* _Your goal_
In the material below, find each line with the string "DefaultServe" and copy it.

* _Data for review_
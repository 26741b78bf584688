//! Background compositing service entry point
//!
//! `bg-composite` with no subcommand starts the HTTP service;
//! `bg-composite fetch-model` provisions the segmentation model.

use super::config::CliConfigBuilder;
use crate::{
    backends::DefaultBackendFactory,
    download::{self, FetchOutcome, FetchRequest, ModelDownloader, DEFAULT_MODEL_URLS},
    segmentation::SegmentationService,
    server,
    tracing_config::{events, spans, TracingConfig, TracingFormat},
};
use anyhow::{Context, Result};
use clap::{Args, Parser, Subcommand};
use std::path::PathBuf;
use std::sync::Arc;
use tracing::{info, Instrument};

#[cfg(feature = "onnx")]
pub(crate) const DEFAULT_EXECUTION_PROVIDER: &str = "onnx:auto";
#[cfg(not(feature = "onnx"))]
pub(crate) const DEFAULT_EXECUTION_PROVIDER: &str = "tract:cpu";

/// Portrait background replacement service
#[derive(Debug, Parser)]
#[command(name = "bg-composite", author, version, about, long_about = None)]
pub struct Cli {
    /// Verbose logging (-v: DEBUG, -vv: TRACE)
    #[arg(short, long, action = clap::ArgAction::Count, global = true)]
    pub verbose: u8,

    /// Log line format: console, compact or json
    #[arg(long, default_value = "console", global = true)]
    pub log_format: String,

    /// Filter directives; overrides --verbose
    #[arg(long, env = "RUST_LOG", global = true, value_name = "DIRECTIVES")]
    pub log_filter: Option<String>,

    /// Also write logs to a daily-rolled file
    #[cfg(feature = "tracing-files")]
    #[arg(long, global = true, value_name = "PATH")]
    pub log_file: Option<PathBuf>,

    #[command(subcommand)]
    pub command: Option<Command>,
}

#[derive(Debug, Subcommand)]
pub enum Command {
    /// Run the HTTP service (default)
    Serve(ServeArgs),
    /// Download the segmentation model if it is missing and check it loads
    FetchModel(FetchModelArgs),
}

#[derive(Debug, Clone, Args)]
pub struct ServeArgs {
    /// Interface to bind
    #[arg(long, env = "HOST", default_value = "0.0.0.0")]
    pub host: String,

    /// Port to bind
    #[arg(short, long, env = "PORT", default_value_t = 5000)]
    pub port: u16,

    /// Root of the <team>/<background> tree
    #[arg(long = "bg-folder", env = "BG_FOLDER", default_value = "bg", value_name = "DIR")]
    pub backgrounds_dir: PathBuf,

    /// Directory receiving generated images
    #[arg(long = "output-folder", env = "OUTPUT_FOLDER", default_value = "generated", value_name = "DIR")]
    pub output_dir: PathBuf,

    /// Segmentation model file
    #[arg(short, long, env = "MODEL_PATH", default_value = "saved_models/u2net.onnx")]
    pub model_path: PathBuf,

    /// Backend and provider as backend:provider (onnx:auto, onnx:cuda, onnx:coreml, onnx:cpu, tract:cpu)
    #[arg(short, long, default_value = DEFAULT_EXECUTION_PROVIDER)]
    pub execution_provider: String,

    /// Inference threads (0 = let the backend decide)
    #[arg(short, long, default_value_t = 0)]
    pub threads: usize,

    /// Share of the background height used when a request gives none (0.1-1.0)
    #[arg(long, default_value_t = crate::config::DEFAULT_RESIZE_PERCENTAGE)]
    pub default_resize: f32,

    /// Saliency cutoff for foreground pixels
    #[arg(long, default_value_t = crate::config::DEFAULT_MASK_THRESHOLD)]
    pub mask_threshold: f32,

    /// Largest accepted request body in bytes
    #[arg(long, default_value_t = crate::config::DEFAULT_MAX_UPLOAD_BYTES)]
    pub max_upload_bytes: usize,

    /// Defer model loading to the first request
    #[arg(long)]
    pub lazy_model: bool,
}

#[derive(Debug, Clone, Args)]
#[allow(clippy::struct_excessive_bools)]
pub struct FetchModelArgs {
    /// Where the model is stored
    #[arg(short, long, env = "MODEL_PATH", default_value = "saved_models/u2net.onnx")]
    pub model_path: PathBuf,

    /// Download URL; repeat to give fallbacks tried in order
    #[arg(long = "url", value_name = "URL")]
    pub urls: Vec<String>,

    /// Expected SHA-256 of the model file (hex)
    #[arg(long)]
    pub sha256: Option<String>,

    /// Download even if the file already exists
    #[arg(short, long)]
    pub force: bool,

    /// Backend used to check the model loads
    #[arg(short, long, default_value = DEFAULT_EXECUTION_PROVIDER)]
    pub execution_provider: String,

    /// Skip the load check
    #[arg(long)]
    pub skip_verify: bool,

    /// Hide the download progress bar
    #[arg(long)]
    pub no_progress: bool,
}

/// Serve settings alone, resolved from defaults and the environment
#[derive(Debug, Parser)]
#[command(name = "bg-composite")]
struct DefaultServe {
    #[command(flatten)]
    args: ServeArgs,
}

impl FetchModelArgs {
    fn request(&self) -> FetchRequest {
        let urls = if self.urls.is_empty() {
            DEFAULT_MODEL_URLS.iter().map(|u| (*u).to_string()).collect()
        } else {
            self.urls.clone()
        };
        FetchRequest {
            destination: self.model_path.clone(),
            urls,
            sha256: self.sha256.clone(),
            force: self.force,
        }
    }
}

fn init_tracing(cli: &Cli) -> Result<crate::tracing_config::TracingGuard> {
    let format: TracingFormat = cli
        .log_format
        .parse()
        .with_context(|| format!("Invalid --log-format '{}'", cli.log_format))?;
    let mut config = TracingConfig::new()
        .with_verbosity(cli.verbose)
        .with_format(format);
    if let Some(filter) = &cli.log_filter {
        config = config.with_env_filter(filter.clone());
    }
    #[cfg(feature = "tracing-files")]
    if let Some(path) = &cli.log_file {
        config = config.with_output(crate::tracing_config::TracingOutput::Both(path.clone()));
    }
    config.init()
}

/// Parse arguments and run the selected command
///
/// # Errors
/// - Invalid arguments or configuration
/// - Server start-up or I/O failure
/// - Model download or verification failure
pub async fn main() -> Result<()> {
    let cli = Cli::parse();
    let _guard = init_tracing(&cli)?;

    let command = match cli.command {
        Some(command) => command,
        None => Command::Serve(DefaultServe::parse_from(["bg-composite"]).args),
    };

    let session_id = uuid::Uuid::new_v4().to_string();
    let result = match command {
        Command::Serve(args) => {
            run_serve(args)
                .instrument(spans::session(&session_id, "serve"))
                .await
        },
        Command::FetchModel(args) => {
            run_fetch_model(args)
                .instrument(spans::session(&session_id, "fetch-model"))
                .await
        },
    };

    if let Err(e) = &result {
        events::error_with_context(e, "bg-composite");
    }
    result
}

async fn run_serve(args: ServeArgs) -> Result<()> {
    let config = CliConfigBuilder::server_config(&args)?;
    info!(
        backend = %config.inference.backend_type,
        provider = %config.inference.execution_provider,
        model = %config.inference.model_path.display(),
        "Starting background compositing service"
    );

    let segmentation = Arc::new(SegmentationService::new(config.inference.clone()));
    server::serve(config, segmentation)
        .await
        .context("Server terminated with an error")
}

async fn run_fetch_model(args: FetchModelArgs) -> Result<()> {
    let request = args.request();
    let inference = CliConfigBuilder::inference_config(&args.model_path, &args.execution_provider, 0)?;

    let span = spans::fetch_model(&request.destination, request.urls.len());
    let outcome = async {
        let downloader = ModelDownloader::new()?;
        downloader.fetch(&request, !args.no_progress).await
    }
    .instrument(span)
    .await
    .context("Failed to fetch the segmentation model")?;

    match &outcome {
        FetchOutcome::AlreadyPresent(path) => {
            info!(path = %path.display(), "Model already present; use --force to download again");
        },
        FetchOutcome::Downloaded { path, url, bytes } => {
            info!(path = %path.display(), url = %url, bytes = *bytes, "Model downloaded");
        },
    }

    if args.skip_verify {
        return Ok(());
    }

    let start = instant::Instant::now();
    tokio::task::spawn_blocking(move || download::verify_model_loads(&inference, &DefaultBackendFactory))
        .await
        .context("Model verification task failed")?
        .context("Downloaded model could not be loaded and was removed")?;
    events::model_ready(outcome.path(), Some(start.elapsed().as_millis() as u64));
    Ok(())
}

#[cfg(test)]
mod tests {
    use super::*;

    #[test]
    fn test_cli_definition_is_consistent() {
        use clap::CommandFactory;
        Cli::command().debug_assert();
    }

    #[test]
    fn test_no_subcommand_means_serve() {
        let cli = Cli::try_parse_from(["bg-composite", "-v"]).unwrap();
        assert!(cli.command.is_none());
        assert_eq!(cli.verbose, 1);
    }

    #[test]
    fn test_serve_arguments() {
        let cli = Cli::try_parse_from([
            "bg-composite",
            "serve",
            "--port",
            "8080",
            "--bg-folder",
            "assets/bg",
            "--default-resize",
            "0.5",
            "--lazy-model",
        ])
        .unwrap();

        let Some(Command::Serve(args)) = cli.command else {
            panic!("expected serve");
        };
        assert_eq!(args.port, 8080);
        assert_eq!(args.backgrounds_dir, PathBuf::from("assets/bg"));
        assert!((args.default_resize - 0.5).abs() < f32::EPSILON);
        assert!(args.lazy_model);
    }

    #[test]
    fn test_fetch_model_arguments() {
        let cli = Cli::try_parse_from([
            "bg-composite",
            "fetch-model",
            "--url",
            "https://a.example/u2net.onnx",
            "--url",
            "https://b.example/u2net.onnx",
            "--force",
        ])
        .unwrap();

        let Some(Command::FetchModel(args)) = cli.command else {
            panic!("expected fetch-model");
        };
        let request = args.request();
        assert_eq!(request.urls.len(), 2);
        assert!(request.urls[0].starts_with("https://a."));
        assert!(request.force);
    }

    #[test]
    fn test_fetch_model_defaults_to_known_mirrors() {
        let cli = Cli::try_parse_from(["bg-composite", "fetch-model", "--model-path", "m.onnx"]).unwrap();
        let Some(Command::FetchModel(args)) = cli.command else {
            panic!("expected fetch-model");
        };
        let request = args.request();
        assert_eq!(request.destination, PathBuf::from("m.onnx"));
        assert_eq!(request.urls.len(), DEFAULT_MODEL_URLS.len());
        assert!(!request.force);
    }
}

* _The completed task_
struct DefaultServe {
        None => Command::Serve(DefaultServe::parse_from(["bg-composite"]).args),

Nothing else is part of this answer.